Sex
Bathroom confidential
I went to a strip club with my boyfriend, but I got more of a thrill hanging with the girls in the ladies' room than he did out front.
I had an English boyfriend once who took me to Atlanta’s legendary strip joint the Gold Club on our first date. It was a clichéd alcoholic swirl of whipped cream-basted hard bodies, beery frat boys, dollar bills peeking out of lacy garter belts, and suburban husbands in from Lilburn or Smyrna, already rehearsing Sunday’s confession.

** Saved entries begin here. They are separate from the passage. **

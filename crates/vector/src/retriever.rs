use serde::{Deserialize, Serialize};

use loom_domain::error::Result;

// ━━━━━━━━━━━━━━━━━━━━━━━━━━━━━━━━━━━━━━━━━━━━━━━━━━━━━━━━━━━━━━━━━━
// Chunk
// ━━━━━━━━━━━━━━━━━━━━━━━━━━━━━━━━━━━━━━━━━━━━━━━━━━━━━━━━━━━━━━━━━━

/// One text snippet from the pre-populated Richmond corpus.
#[derive(Debug, Clone, PartialEq, Serialize, Deserialize)]
pub struct Chunk {
    pub id: String,
    pub text: String,
    pub score: f32,
}

/// Deterministic result order: descending score, ties broken by chunk id.
pub fn sort_chunks(chunks: &mut [Chunk]) {
    chunks.sort_by(|a, b| {
        b.score
            .partial_cmp(&a.score)
            .unwrap_or(std::cmp::Ordering::Equal)
            .then_with(|| a.id.cmp(&b.id))
    });
}

// ━━━━━━━━━━━━━━━━━━━━━━━━━━━━━━━━━━━━━━━━━━━━━━━━━━━━━━━━━━━━━━━━━━
// Retriever trait
// ━━━━━━━━━━━━━━━━━━━━━━━━━━━━━━━━━━━━━━━━━━━━━━━━━━━━━━━━━━━━━━━━━━

/// Top-k similarity search against the corpus.
///
/// A failed retrieval never fails a conversation turn: the engine
/// degrades to empty context and records a system note instead.
#[async_trait::async_trait]
pub trait ContextRetriever: Send + Sync {
    async fn retrieve(&self, query: &str, k: usize) -> Result<Vec<Chunk>>;
}

#[cfg(test)]
mod tests {
    use super::*;

    fn chunk(id: &str, score: f32) -> Chunk {
        Chunk {
            id: id.into(),
            text: format!("text-{id}"),
            score,
        }
    }

    #[test]
    fn sorts_by_descending_score() {
        let mut chunks = vec![chunk("a", 0.2), chunk("b", 0.9), chunk("c", 0.5)];
        sort_chunks(&mut chunks);
        let ids: Vec<_> = chunks.iter().map(|c| c.id.as_str()).collect();
        assert_eq!(ids, ["b", "c", "a"]);
    }

    #[test]
    fn ties_break_on_chunk_id() {
        let mut chunks = vec![chunk("z", 0.5), chunk("a", 0.5), chunk("m", 0.5)];
        sort_chunks(&mut chunks);
        let ids: Vec<_> = chunks.iter().map(|c| c.id.as_str()).collect();
        assert_eq!(ids, ["a", "m", "z"]);
    }
}
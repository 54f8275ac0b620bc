//! Depth-score parsing.
//!
//! The scoring rubric lives in the depth-analysis prompt; this parser only
//! reads the answer back. It is deliberately tolerant: a missing or
//! malformed score is treated as insufficient with score 0, so a confused
//! model routes the writer to a follow-up question instead of failing the
//! turn.

use std::sync::OnceLock;

use regex::Regex;

use loom_domain::session::{DepthAssessment, DepthClass};

fn score_pattern() -> &'static Regex {
    static RE: OnceLock<Regex> = OnceLock::new();
    RE.get_or_init(|| {
        Regex::new(r"(?im)^\s*score\s*:\s*([0-9]+(?:\.[0-9]+)?)").expect("static pattern")
    })
}

/// Parse the model's depth reply into an assessment, classifying against
/// the configured threshold.
pub fn parse_depth(raw: &str, threshold: f32) -> DepthAssessment {
    let score = score_pattern()
        .captures(raw)
        .and_then(|c| c.get(1))
        .and_then(|m| m.as_str().parse::<f32>().ok())
        .map(|s| s.clamp(0.0, 5.0))
        .unwrap_or(0.0);

    let classification = if score >= threshold {
        DepthClass::Sufficient
    } else {
        DepthClass::Insufficient
    };

    DepthAssessment {
        score,
        classification,
    }
}

#[cfg(test)]
mod tests {
    use super::*;

    #[test]
    fn reads_score_and_classifies_against_threshold() {
        let raw = "SCORE: 4.3\nCLASSIFICATION: sufficient";
        let depth = parse_depth(raw, 3.0);
        assert!((depth.score - 4.3).abs() < f32::EPSILON);
        assert_eq!(depth.classification, DepthClass::Sufficient);
    }

    #[test]
    fn low_score_is_insufficient() {
        let depth = parse_depth("SCORE: 2.1\nCLASSIFICATION: insufficient", 3.0);
        assert!((depth.score - 2.1).abs() < f32::EPSILON);
        assert_eq!(depth.classification, DepthClass::Insufficient);
    }

    #[test]
    fn threshold_is_inclusive() {
        assert_eq!(
            parse_depth("SCORE: 3.0", 3.0).classification,
            DepthClass::Sufficient
        );
    }

    #[test]
    fn score_drives_routing_even_when_the_token_disagrees() {
        // The numeric score is authoritative; the classification token is
        // advisory model output.
        let depth = parse_depth("SCORE: 1.0\nCLASSIFICATION: sufficient", 3.0);
        assert_eq!(depth.classification, DepthClass::Insufficient);
    }

    #[test]
    fn missing_score_degrades_to_zero() {
        let depth = parse_depth("this idea is wonderful", 3.0);
        assert_eq!(depth.score, 0.0);
        assert_eq!(depth.classification, DepthClass::Insufficient);
    }

    #[test]
    fn malformed_score_degrades_to_zero() {
        let depth = parse_depth("SCORE: plenty", 3.0);
        assert_eq!(depth.score, 0.0);
        assert_eq!(depth.classification, DepthClass::Insufficient);
    }

    #[test]
    fn out_of_range_scores_are_clamped() {
        assert_eq!(parse_depth("SCORE: 11.0", 3.0).score, 5.0);
    }

    #[test]
    fn score_found_anywhere_in_the_reply() {
        let raw = "Here is my judgment.\n\nscore: 3.5\nclassification: sufficient\n";
        assert!((parse_depth(raw, 3.0).score - 3.5).abs() < f32::EPSILON);
    }
}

Of course, the early-morning hours found us across the street at the Waffle House, scarfing down cheese eggs for $2.99.
I imagine most women would have been outraged. But me, I felt initiated. I had taken part in the delicious rite enjoyed by legions of conventioneers in Atlanta. I only wished I’d had a wedding band to slip off my finger and a tie to unloosen. Actually, that’s not true. The conventioneer’s experience is a man’s experience, and the main reason I enjoyed it had everything to do with being a woman. That’s because the real fun at the Gold Club wasn’t found in those murky backrooms where various celebrities supposedly got their dicks sucked. Maybe it’s because I’m not a celebrity and I don’t have a dick, but for me, the real fun was in the bathroom.
You see, at the Gold Club, the few female patrons had to share the bathroom with the strippers. This meant you had to walk through their dressing area in order to find the toilet.
Sneaking into the backstage world was fascinating. As I turned the corner to get a full view, I saw a topless woman noisily munching on a fat hamburger. She belched afterward. Another woman was adjusting a G-string, lamenting the tiny bit of cellulite on her right cheek. Another was doing paperwork of some sort in spiked boots. Another woman, clad only in a tattered Aerosmith T-shirt, shouted, “All right, which one of you filthy bitches didn’t clean the shower? Looks like a pubic hair emporium in there!”
It was fantastic. I hung around there for as long as I could, listening to stories about deadbeat dads, techniques on maintaining balance while dancing in 6-inch heels, and where to buy cheap wallpaper. I didn’t want to leave.
When I finally returned to my seat, one of the women I’d gossiped with backstage came slinking onto the floor. Even as she grasped a brass pole and started her rather graphic and limber stunts, I felt a certain solidarity with her. It was as if we were in 10th grade and had just shared a joint behind the gym. Now we were back in history class together, grinning slyly across the room at our secret. She wasn’t a sex goddess — she ate burgers and belched. She knew where to get a good deal on wallpaper.
It was strangely comforting to have this vantage point. The limber Burger King vixen and I were in this thing together. Even though I was a spectator, I wasn’t leering at her, judging her, or drooling on myself. I wasn’t getting turned on. I wondered if she was curious about what I got out of the deal. But when she winked at me, I knew we were both in on the joke.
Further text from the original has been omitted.